Mechanism of increased coxsackie and adenovirus receptor gene expression and adenovirus uptake by phytoestrogen and histone deacetylase inhibitor in human bladder cancer cells and the potential clinical application.

Coxsackie and adenovirus receptor (CAR) is known as a principal receptor for adenovirus commonly used as a gene delivery vector. Down-regulation of CAR is often detected in several cancer types. Epigenetic modifiers such as histone deacetylase inhibitor FK228 (depsipeptide) have been shown to increase CAR expression as well as the uptake of adenovirus in bladder cancer in vivo and in vitro, indicating that altered transcriptional regulation of CAR is the key mechanism responsible for the decreased CAR levels in this cancer. In this study, we screened agents that could induce CAR expression in bladder cancer cells. Fifty-eight drugs with various chemical properties were tested. Ipriflavone and plant isoflavones were found to exhibit the ability to induce CAR gene expression in combination with FK228. Genistein, the natural isoflavone found in soybean, when combined with FK228, exerts a synergistic effect on CAR gene and protein expression in bladder cancer cells.

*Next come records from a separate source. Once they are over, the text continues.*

//! poolcache: a fixed-capacity second-chance object cache backed by a
//! segregated size-class memory pool.
//!
//! See `DESIGN.md` for internal architecture and invariants.

pub mod builder;
pub mod ds;
pub mod error;
pub mod policy;
pub mod store;

#[cfg(feature = "metrics")]
pub mod metrics;

pub mod prelude;
pub mod traits;

pub use crate::ds::{Eviction, OccupancyBitmap, SecondChanceQueue};
#[cfg(feature = "metrics")]
pub use crate::metrics::snapshot::PoolCacheMetricsSnapshot;
pub use crate::policy::second_chance::PoolCache;
pub use crate::store::pool::PoolAllocator;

Chromatin immunoprecipitation results showed an increased histone acetylation in the CAR promoter gene, which is due to the suppression of histone deacetylase activity by both agents. Also, our data indicated that combination treatment is a potent chemotherapeutic regimen for bladder cancer cells and the subsequent administration of recombinant adenovirus could further eliminate the remaining cells. Taken together, our results provide a strong rationale for combining chemotherapeutic and gene therapeutic agents to enhance the therapeutic efficacy in bladder cancer.